SUPPLIED MATERIAL

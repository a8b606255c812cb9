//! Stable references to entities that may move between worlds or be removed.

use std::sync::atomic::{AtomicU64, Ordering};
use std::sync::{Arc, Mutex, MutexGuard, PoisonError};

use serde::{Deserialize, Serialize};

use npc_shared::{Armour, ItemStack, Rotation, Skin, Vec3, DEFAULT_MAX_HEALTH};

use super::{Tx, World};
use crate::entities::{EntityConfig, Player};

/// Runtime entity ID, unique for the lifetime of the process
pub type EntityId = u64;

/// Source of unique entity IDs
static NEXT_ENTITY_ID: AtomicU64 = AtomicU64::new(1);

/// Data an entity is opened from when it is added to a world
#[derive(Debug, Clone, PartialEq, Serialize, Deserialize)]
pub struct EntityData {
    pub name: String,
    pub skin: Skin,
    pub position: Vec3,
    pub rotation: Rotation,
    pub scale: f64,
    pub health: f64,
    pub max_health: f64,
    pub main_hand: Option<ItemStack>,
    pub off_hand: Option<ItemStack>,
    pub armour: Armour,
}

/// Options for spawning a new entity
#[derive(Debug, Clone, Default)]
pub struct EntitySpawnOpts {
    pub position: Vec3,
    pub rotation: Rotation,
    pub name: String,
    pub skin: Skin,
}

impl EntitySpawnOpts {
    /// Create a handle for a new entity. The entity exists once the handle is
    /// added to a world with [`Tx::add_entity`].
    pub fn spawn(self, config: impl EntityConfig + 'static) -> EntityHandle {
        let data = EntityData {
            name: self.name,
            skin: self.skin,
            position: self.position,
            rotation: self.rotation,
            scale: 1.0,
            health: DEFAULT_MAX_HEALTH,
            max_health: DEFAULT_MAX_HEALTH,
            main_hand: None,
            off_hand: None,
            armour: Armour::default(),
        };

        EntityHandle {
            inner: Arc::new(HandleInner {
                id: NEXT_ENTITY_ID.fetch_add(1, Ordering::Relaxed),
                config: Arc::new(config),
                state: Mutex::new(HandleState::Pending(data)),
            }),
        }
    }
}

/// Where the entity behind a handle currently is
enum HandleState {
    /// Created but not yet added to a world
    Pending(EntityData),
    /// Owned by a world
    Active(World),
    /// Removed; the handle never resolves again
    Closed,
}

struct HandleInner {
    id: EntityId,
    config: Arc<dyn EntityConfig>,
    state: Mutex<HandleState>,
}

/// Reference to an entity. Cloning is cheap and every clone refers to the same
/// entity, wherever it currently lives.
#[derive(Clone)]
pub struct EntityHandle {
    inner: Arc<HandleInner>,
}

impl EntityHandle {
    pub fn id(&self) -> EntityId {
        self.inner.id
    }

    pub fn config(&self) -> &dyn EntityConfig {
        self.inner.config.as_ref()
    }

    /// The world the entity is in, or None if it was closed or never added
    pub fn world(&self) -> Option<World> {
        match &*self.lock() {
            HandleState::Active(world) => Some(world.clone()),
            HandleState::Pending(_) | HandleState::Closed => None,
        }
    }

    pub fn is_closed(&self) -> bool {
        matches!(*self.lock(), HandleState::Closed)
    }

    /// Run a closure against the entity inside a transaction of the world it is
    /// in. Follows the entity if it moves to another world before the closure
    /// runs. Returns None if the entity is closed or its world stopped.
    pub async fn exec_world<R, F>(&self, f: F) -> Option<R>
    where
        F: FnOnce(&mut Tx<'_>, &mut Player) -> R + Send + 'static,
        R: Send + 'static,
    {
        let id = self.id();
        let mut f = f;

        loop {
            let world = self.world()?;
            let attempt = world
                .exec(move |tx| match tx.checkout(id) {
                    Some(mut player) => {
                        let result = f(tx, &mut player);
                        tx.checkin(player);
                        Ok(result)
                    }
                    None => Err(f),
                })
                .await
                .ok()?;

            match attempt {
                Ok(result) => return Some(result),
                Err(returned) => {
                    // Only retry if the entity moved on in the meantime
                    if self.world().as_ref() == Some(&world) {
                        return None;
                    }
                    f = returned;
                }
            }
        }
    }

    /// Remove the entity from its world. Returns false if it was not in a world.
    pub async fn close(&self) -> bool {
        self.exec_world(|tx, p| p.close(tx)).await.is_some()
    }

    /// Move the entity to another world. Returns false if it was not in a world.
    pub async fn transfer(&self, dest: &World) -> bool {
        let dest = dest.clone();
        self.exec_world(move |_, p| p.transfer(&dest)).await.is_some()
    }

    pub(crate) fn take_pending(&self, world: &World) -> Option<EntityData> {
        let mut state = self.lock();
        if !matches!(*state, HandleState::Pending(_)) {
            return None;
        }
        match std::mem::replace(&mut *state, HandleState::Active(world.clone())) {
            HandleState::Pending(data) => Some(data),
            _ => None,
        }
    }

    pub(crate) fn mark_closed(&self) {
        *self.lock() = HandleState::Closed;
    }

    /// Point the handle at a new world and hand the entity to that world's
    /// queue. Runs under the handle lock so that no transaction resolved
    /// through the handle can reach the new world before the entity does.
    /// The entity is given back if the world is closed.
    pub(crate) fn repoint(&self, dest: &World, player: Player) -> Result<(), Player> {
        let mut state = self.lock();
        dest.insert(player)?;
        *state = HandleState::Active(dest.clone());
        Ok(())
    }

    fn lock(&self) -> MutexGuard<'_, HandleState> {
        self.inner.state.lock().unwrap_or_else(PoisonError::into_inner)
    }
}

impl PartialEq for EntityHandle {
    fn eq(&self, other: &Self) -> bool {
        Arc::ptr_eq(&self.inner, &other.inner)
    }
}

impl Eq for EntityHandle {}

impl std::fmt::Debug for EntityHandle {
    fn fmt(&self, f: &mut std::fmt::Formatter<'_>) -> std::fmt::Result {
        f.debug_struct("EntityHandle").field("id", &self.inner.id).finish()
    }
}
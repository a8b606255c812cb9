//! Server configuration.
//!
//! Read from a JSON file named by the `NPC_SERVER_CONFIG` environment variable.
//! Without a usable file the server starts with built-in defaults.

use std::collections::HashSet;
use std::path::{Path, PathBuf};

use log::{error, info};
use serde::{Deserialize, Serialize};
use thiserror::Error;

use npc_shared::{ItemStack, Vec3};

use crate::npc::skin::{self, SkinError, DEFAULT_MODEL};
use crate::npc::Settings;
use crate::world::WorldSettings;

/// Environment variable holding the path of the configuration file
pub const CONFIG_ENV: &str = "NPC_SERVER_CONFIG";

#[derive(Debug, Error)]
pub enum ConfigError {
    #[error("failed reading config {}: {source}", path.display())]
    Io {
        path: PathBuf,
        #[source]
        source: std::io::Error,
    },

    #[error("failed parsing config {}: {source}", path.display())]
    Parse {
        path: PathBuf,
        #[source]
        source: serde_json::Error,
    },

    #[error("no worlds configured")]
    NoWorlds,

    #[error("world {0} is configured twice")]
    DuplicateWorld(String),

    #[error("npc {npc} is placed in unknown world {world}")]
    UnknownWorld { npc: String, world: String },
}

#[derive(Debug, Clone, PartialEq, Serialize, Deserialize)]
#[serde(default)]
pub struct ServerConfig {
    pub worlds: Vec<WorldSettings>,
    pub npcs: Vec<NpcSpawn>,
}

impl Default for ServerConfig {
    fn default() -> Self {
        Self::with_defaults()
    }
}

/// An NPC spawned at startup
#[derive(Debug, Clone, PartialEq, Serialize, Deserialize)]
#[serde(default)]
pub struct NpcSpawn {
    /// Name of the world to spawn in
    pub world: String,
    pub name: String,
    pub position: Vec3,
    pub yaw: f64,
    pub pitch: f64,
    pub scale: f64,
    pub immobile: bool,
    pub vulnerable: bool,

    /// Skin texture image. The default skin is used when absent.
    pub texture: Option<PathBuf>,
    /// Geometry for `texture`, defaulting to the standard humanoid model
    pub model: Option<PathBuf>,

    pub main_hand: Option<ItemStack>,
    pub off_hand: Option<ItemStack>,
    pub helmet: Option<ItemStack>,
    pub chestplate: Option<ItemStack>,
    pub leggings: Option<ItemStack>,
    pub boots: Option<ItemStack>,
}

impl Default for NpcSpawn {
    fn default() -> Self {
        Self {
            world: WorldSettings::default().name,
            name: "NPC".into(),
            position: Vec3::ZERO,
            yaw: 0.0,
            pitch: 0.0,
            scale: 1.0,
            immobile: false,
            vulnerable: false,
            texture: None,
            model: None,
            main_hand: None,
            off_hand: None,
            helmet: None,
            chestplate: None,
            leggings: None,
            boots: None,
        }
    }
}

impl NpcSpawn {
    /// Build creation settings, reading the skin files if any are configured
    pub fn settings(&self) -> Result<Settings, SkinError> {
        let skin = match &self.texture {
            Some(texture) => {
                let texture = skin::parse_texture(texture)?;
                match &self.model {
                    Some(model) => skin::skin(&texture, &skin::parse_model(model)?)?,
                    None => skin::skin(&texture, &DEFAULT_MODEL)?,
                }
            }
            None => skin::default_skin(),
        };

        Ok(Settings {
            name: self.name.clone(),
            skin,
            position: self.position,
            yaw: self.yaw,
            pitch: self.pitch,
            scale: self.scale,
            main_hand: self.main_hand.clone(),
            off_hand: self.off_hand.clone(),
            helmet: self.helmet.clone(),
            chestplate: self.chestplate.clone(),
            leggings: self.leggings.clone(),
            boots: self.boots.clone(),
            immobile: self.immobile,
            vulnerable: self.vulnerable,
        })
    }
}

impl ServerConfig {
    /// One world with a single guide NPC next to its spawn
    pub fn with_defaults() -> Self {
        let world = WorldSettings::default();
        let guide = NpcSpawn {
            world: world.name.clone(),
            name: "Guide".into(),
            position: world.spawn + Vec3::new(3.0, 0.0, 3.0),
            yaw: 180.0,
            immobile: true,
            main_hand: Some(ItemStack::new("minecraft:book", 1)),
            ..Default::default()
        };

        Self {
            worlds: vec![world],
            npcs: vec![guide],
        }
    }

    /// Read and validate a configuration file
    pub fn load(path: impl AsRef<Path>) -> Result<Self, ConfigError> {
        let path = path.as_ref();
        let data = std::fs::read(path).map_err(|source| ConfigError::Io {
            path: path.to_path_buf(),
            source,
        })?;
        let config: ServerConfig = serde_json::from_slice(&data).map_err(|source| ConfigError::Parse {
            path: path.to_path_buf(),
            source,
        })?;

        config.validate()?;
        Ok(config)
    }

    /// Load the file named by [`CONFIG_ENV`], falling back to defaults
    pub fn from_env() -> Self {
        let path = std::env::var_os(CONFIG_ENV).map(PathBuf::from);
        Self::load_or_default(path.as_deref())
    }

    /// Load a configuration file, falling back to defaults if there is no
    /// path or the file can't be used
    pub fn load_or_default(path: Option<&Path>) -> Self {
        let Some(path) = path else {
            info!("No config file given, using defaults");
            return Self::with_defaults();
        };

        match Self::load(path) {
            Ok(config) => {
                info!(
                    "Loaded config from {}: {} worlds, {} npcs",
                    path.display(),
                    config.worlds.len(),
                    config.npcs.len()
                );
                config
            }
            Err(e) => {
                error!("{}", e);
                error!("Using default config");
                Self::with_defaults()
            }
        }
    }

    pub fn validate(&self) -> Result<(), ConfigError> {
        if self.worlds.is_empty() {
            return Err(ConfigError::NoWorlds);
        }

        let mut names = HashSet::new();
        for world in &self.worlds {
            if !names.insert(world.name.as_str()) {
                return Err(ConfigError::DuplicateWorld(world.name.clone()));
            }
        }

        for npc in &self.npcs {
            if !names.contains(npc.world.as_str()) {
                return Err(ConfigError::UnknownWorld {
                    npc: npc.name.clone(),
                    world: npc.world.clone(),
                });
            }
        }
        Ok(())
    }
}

TASK
In the listing above, how many lines include the string "HandleInner"? Reply with the number alone.

WRITTEN REPLY
3